Here is where we select the date range to be tested (this can very easily be changed by the interested reader)

In [None]:
# extract the last day of data
last_day = train.loc['2021-09-20 00:00:00':'2021-09-21 00:00:00']
# create columns of the Close values
close_columns = pd.pivot_table(last_day,index='timestamp',columns='Asset_ID',values='Close')

Let us perform the Granger causality test for each pair of cryptocurrencies for lags of 1 up to 30 minutes, testing whether the time series in the second column (`j`) causes the time series in the first column (`i`). Note that the Granger test requires that the data be [stationary](https://en.wikipedia.org/wiki/Stationary_process), so we actually look at the [percentage changes](https://pandas.pydata.org/pandas-docs/stable/reference/api/pandas.DataFrame.pct_change.html) in each of these two time series, rather than the absolute values:

In [None]:
import statsmodels.api as sm
from statsmodels.tsa.stattools import grangercausalitytests

granger_matrix = np.zeros((14, 14), float)
for lag in range(1,31):  # look at lags from 1 to 30 minutes
    for i in range(14):
        for j in range(14):
            results = grangercausalitytests(close_columns[[i, j]].pct_change().dropna(), [lag], verbose=False)
            granger_matrix[i,j] = results[lag][0]['ssr_ftest'][0]
    print("For a lag of",lag,"minutes the global maximum value is",np.amax(granger_matrix))
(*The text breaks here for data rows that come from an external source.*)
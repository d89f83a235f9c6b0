use log::{debug, error};
use std::sync::Arc;

use super::order_items_model::{NewOrderItem, OrderItemDetails, OrderItemUpdate};
use super::order_items_traits::{OrderItemRepositoryTrait, OrderItemServiceTrait};
use crate::errors::{DatabaseError, Error, Result};
use crate::identity::Caller;
use crate::orders::OrderRepositoryTrait;
use crate::outcome::MutationOutcome;
use crate::products::ProductRepositoryTrait;
use crate::validation::ReferenceChecks;

/// Service for managing order items under ownership scoping
pub struct OrderItemService {
    repository: Arc<dyn OrderItemRepositoryTrait>,
    orders: Arc<dyn OrderRepositoryTrait>,
    products: Arc<dyn ProductRepositoryTrait>,
}

impl OrderItemService {
    /// Creates a new OrderItemService instance
    pub fn new(
        repository: Arc<dyn OrderItemRepositoryTrait>,
        orders: Arc<dyn OrderRepositoryTrait>,
        products: Arc<dyn ProductRepositoryTrait>,
    ) -> Self {
        Self {
            repository,
            orders,
            products,
        }
    }

    /// Resolves both foreign references before any write.
    fn check_references(&self, product_id: &str, order_id: &str) -> Result<ReferenceChecks> {
        let mut checks = ReferenceChecks::new();
        checks.require(self.products.exists(product_id)?, "Product was not found.");
        checks.require(self.orders.exists(order_id)?, "Order was not found.");
        Ok(checks)
    }

    async fn try_add(&self, new_order_item: NewOrderItem) -> Result<MutationOutcome> {
        if let Some(outcome) = self
            .check_references(&new_order_item.product_id, &new_order_item.order_id)?
            .into_outcome()
        {
            return Ok(outcome);
        }

        match self.repository.create(new_order_item).await {
            Ok(order_item) => {
                debug!("Added order item {}", order_item.id);
                Ok(MutationOutcome::created(order_item.id))
            }
            Err(e) => {
                error!("Failed to add order item: {}", e);
                Ok(MutationOutcome::error(vec![
                    "There was an error adding the Order Item.".to_string(),
                    e.to_string(),
                ]))
            }
        }
    }

    async fn try_update(&self, update: OrderItemUpdate) -> Result<MutationOutcome> {
        if let Some(outcome) = self
            .check_references(&update.product_id, &update.order_id)?
            .into_outcome()
        {
            return Ok(outcome);
        }

        match self.repository.update(update).await {
            Ok(_) => Ok(MutationOutcome::updated()),
            Err(Error::Database(DatabaseError::NotFound(_))) => Ok(MutationOutcome::not_found(
                vec!["Order Item was not found.".to_string()],
            )),
            Err(e) => {
                error!("Failed to update order item: {}", e);
                Ok(MutationOutcome::error(vec![
                    "An error occurred updating the record".to_string(),
                    e.to_string(),
                ]))
            }
        }
    }
}

#[async_trait::async_trait]
impl OrderItemServiceTrait for OrderItemService {
    fn get_order_item(
        &self,
        caller: &Caller,
        order_item_id: &str,
    ) -> Result<Option<OrderItemDetails>> {
        let details = match self.repository.get_details(order_item_id)? {
            Some(details) => details,
            None => return Ok(None),
        };

        // An item on a foreign order must read exactly like a missing one.
        if caller.may_access(&details.customer_id) {
            Ok(Some(details))
        } else {
            Ok(None)
        }
    }

    fn list_order_items(&self) -> Result<Vec<OrderItemDetails>> {
        self.repository.list_details()
    }

    fn list_order_items_for_order(
        &self,
        caller: &Caller,
        order_id: &str,
    ) -> Result<Vec<OrderItemDetails>> {
        // One owner lookup scopes the whole listing; the query itself is
        // already narrowed to the order.
        match self.orders.owner_of(order_id)? {
            Some(owner) if caller.may_access(&owner) => {
                self.repository.list_details_for_order(order_id)
            }
            _ => Ok(Vec::new()),
        }
    }

    fn list_order_items_for_product(&self, product_id: &str) -> Result<Vec<OrderItemDetails>> {
        self.repository.list_details_for_product(product_id)
    }

    /// Adds an order item and reports the created ID
    async fn add_order_item(&self, new_order_item: NewOrderItem) -> MutationOutcome {
        if let Err(e) = new_order_item.validate() {
            return MutationOutcome::error(vec![e.to_string()]);
        }

        self.try_add(new_order_item)
            .await
            .unwrap_or_else(MutationOutcome::from_error)
    }

    /// Replaces an order item's fields
    async fn update_order_item(&self, update: OrderItemUpdate) -> MutationOutcome {
        if let Err(e) = update.validate() {
            return MutationOutcome::error(vec![e.to_string()]);
        }

        self.try_update(update)
            .await
            .unwrap_or_else(MutationOutcome::from_error)
    }

    /// Deletes an order item
    async fn delete_order_item(&self, order_item_id: &str) -> MutationOutcome {
        match self.repository.delete(order_item_id).await {
            Ok(0) => MutationOutcome::not_found(vec![
                "Order Item cannot be deleted because it does not exist.".to_string(),
            ]),
            Ok(_) => {
                debug!("Deleted order item {}", order_item_id);
                MutationOutcome::deleted()
            }
            Err(e) => {
                error!("Failed to delete order item {}: {}", order_item_id, e);
                MutationOutcome::error(vec![
                    "Error encountered while deleting order item".to_string(),
                    e.to_string(),
                ])
            }
        }
    }
}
We can see that the strongest value is seen at a lag of 1 minute. Let us go back and take a closer look at the values for this particular lag

In [None]:
lag = 1
for i in range(14):
    for j in range(14):
        results = grangercausalitytests(close_columns[[i, j]].pct_change().dropna(), [lag], verbose=False)
        granger_matrix[i,j] = results[lag][0]['ssr_ftest'][0]

plt.rcParams["figure.figsize"] = (12, 12)
sns.heatmap(granger_matrix,cmap='YlOrBr',annot=True, fmt='.1f',);
plt.yticks(asset_details.Asset_ID.values +0.5, asset_details.Asset_Name.values, rotation='horizontal');
plt.xticks(asset_details.Asset_ID.values +0.5, asset_details.Asset_Name.values, rotation='vertical');

We can see that the strongest signal corresponds to Ethereum (Asset_ID=6) seemingly causing changes in IOTA (Asset_ID=8):

In [None]:
resutls = grangercausalitytests(close_columns[[8, 6]].pct_change().dropna(), [1])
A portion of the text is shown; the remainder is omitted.